Repeat all of the data precisely.

───── Provided information

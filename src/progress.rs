//! Progress reporting for streamed transfers.
//!
//! A [`ProgressSink`] is injected into bulk calls; the transport drives it
//! with `start`, one `update` per chunk and `finish`. The sink never decides
//! anything about the transfer itself.

use log::info;

/// Receiver of transfer progress, counted in array elements.
pub trait ProgressSink {
    /// Transfer begins; `total` is known for downloads and uploads.
    fn start(&mut self, total: Option<usize>);
    /// `current` elements have moved so far.
    fn update(&mut self, current: usize);
    /// Transfer complete.
    fn finish(&mut self);
}

/// Sink that ignores everything.
#[derive(Debug, Default, Clone, Copy)]
pub struct NoProgress;

impl ProgressSink for NoProgress {
    fn start(&mut self, _total: Option<usize>) {}
    fn update(&mut self, _current: usize) {}
    fn finish(&mut self) {}
}

/// One observed progress call.
#[derive(Debug, Clone, Copy, PartialEq, Eq)]
pub enum ProgressRecord {
    Start(Option<usize>),
    Update(usize),
    Finish,
}

/// Sink that keeps every call, in order.
#[derive(Debug, Default, Clone)]
pub struct ProgressRecorder {
    pub records: Vec<ProgressRecord>,
}

impl ProgressRecorder {
    pub fn new() -> Self {
        Self::default()
    }

    /// Number of `update` calls seen.
    pub fn updates(&self) -> usize {
        self.records
            .iter()
            .filter(|r| matches!(r, ProgressRecord::Update(_)))
            .count()
    }

    /// Last reported element count.
    pub fn last(&self) -> Option<usize> {
        self.records.iter().rev().find_map(|r| match r {
            ProgressRecord::Update(n) => Some(*n),
            _ => None,
        })
    }

    pub fn finished(&self) -> bool {
        matches!(self.records.last(), Some(ProgressRecord::Finish))
    }
}

impl ProgressSink for ProgressRecorder {
    fn start(&mut self, total: Option<usize>) {
        self.records.push(ProgressRecord::Start(total));
    }
    fn update(&mut self, current: usize) {
        self.records.push(ProgressRecord::Update(current));
    }
    fn finish(&mut self) {
        self.records.push(ProgressRecord::Finish);
    }
}

/// Sink that logs every 10% step through the `log` facade.
#[derive(Debug, Clone)]
pub struct LogProgress {
    label: String,
    total: Option<usize>,
    last_decile: usize,
}

impl LogProgress {
    pub fn new(label: impl Into<String>) -> Self {
        Self {
            label: label.into(),
            total: None,
            last_decile: 0,
        }
    }
}

impl ProgressSink for LogProgress {
    fn start(&mut self, total: Option<usize>) {
        self.total = total;
        self.last_decile = 0;
        info!("{}: transfer of {:?} elements started", self.label, total);
    }

    fn update(&mut self, current: usize) {
        let Some(total) = self.total.filter(|&t| t > 0) else {
            return;
        };
        let decile = (current.min(total) * 10) / total;
        if decile > self.last_decile {
            self.last_decile = decile;
            info!("{}: {}%", self.label, decile * 10);
        }
    }

    fn finish(&mut self) {
        info!("{}: transfer finished", self.label);
    }
}

#[cfg(test)]
mod tests {
    use super::*;

    #[test]
    fn recorder_tracks_calls() {
        let mut r = ProgressRecorder::new();
        r.start(Some(10));
        r.update(4);
        r.update(10);
        r.finish();
        assert_eq!(r.updates(), 2);
        assert_eq!(r.last(), Some(10));
        assert!(r.finished());
    }
}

──────────

_Output of the task_:
filename src/progress.rs
//! Progress reporting for streamed transfers.
//!
//! A [`ProgressSink`] is injected into bulk calls; the transport drives it
//! with `start`, one `update` per chunk and `finish`. The sink never decides
//! anything about the transfer itself.

use log::info;

/// Receiver of transfer progress, counted in array elements.
pub trait ProgressSink {
    /// Transfer begins; `total` is known for downloads and uploads.
    fn start(&mut self, total: Option<usize>);
    /// `current` elements have moved so far.
    fn update(&mut self, current: usize);
    /// Transfer complete.
    fn finish(&mut self);
}

/// Sink that ignores everything.
#[derive(Debug, Default, Clone, Copy)]
pub struct NoProgress;

impl ProgressSink for NoProgress {
    fn start(&mut self, _total: Option<usize>) {}
    fn update(&mut self, _current: usize) {}
    fn finish(&mut self) {}
}

/// One observed progress call.
#[derive(Debug, Clone, Copy, PartialEq, Eq)]
pub enum ProgressRecord {
    Start(Option<usize>),
    Update(usize),
    Finish,
}

/// Sink that keeps every call, in order.
#[derive(Debug, Default, Clone)]
pub struct ProgressRecorder {
    pub records: Vec<ProgressRecord>,
}

impl ProgressRecorder {
    pub fn new() -> Self {
        Self::default()
    }

    /// Number of `update` calls seen.
    pub fn updates(&self) -> usize {
        self.records
            .iter()
            .filter(|r| matches!(r, ProgressRecord::Update(_)))
            .count()
    }

    /// Last reported element count.
    pub fn last(&self) -> Option<usize> {
        self.records.iter().rev().find_map(|r| match r {
            ProgressRecord::Update(n) => Some(*n),
            _ => None,
        })
    }

    pub fn finished(&self) -> bool {
        matches!(self.records.last(), Some(ProgressRecord::Finish))
    }
}

impl ProgressSink for ProgressRecorder {
    fn start(&mut self, total: Option<usize>) {
        self.records.push(ProgressRecord::Start(total));
    }
    fn update(&mut self, current: usize) {
        self.records.push(ProgressRecord::Update(current));
    }
    fn finish(&mut self) {
        self.records.push(ProgressRecord::Finish);
    }
}

/// Sink that logs every 10% step through the `log` facade.
#[derive(Debug, Clone)]
pub struct LogProgress {
    label: String,
    total: Option<usize>,
    last_decile: usize,
}

impl LogProgress {
    pub fn new(label: impl Into<String>) -> Self {
        Self {
            label: label.into(),
            total: None,
            last_decile: 0,
        }
    }
}

impl ProgressSink for LogProgress {
    fn start(&mut self, total: Option<usize>) {
        self.total = total;
        self.last_decile = 0;
        info!("{}: transfer of {:?} elements started", self.label, total);
    }

    fn update(&mut self, current: usize) {
        let Some(total) = self.total.filter(|&t| t > 0) else {
            return;
        };
        let decile = (current.min(total) * 10) / total;
        if decile > self.last_decile {
            self.last_decile = decile;
            info!("{}: {}%", self.label, decile * 10);
        }
    }

    fn finish(&mut self) {
        info!("{}: transfer finished", self.label);
    }
}

#[cfg(test)]
mod tests {
    use super::*;

    #[test]
    fn recorder_tracks_calls() {
        let mut r = ProgressRecorder::new();
        r.start(Some(10));
        r.update(4);
        r.update(10);
        r.finish();
        assert_eq!(r.updates(), 2);
        assert_eq!(r.last(), Some(10));
        assert!(r.finished());
    }
}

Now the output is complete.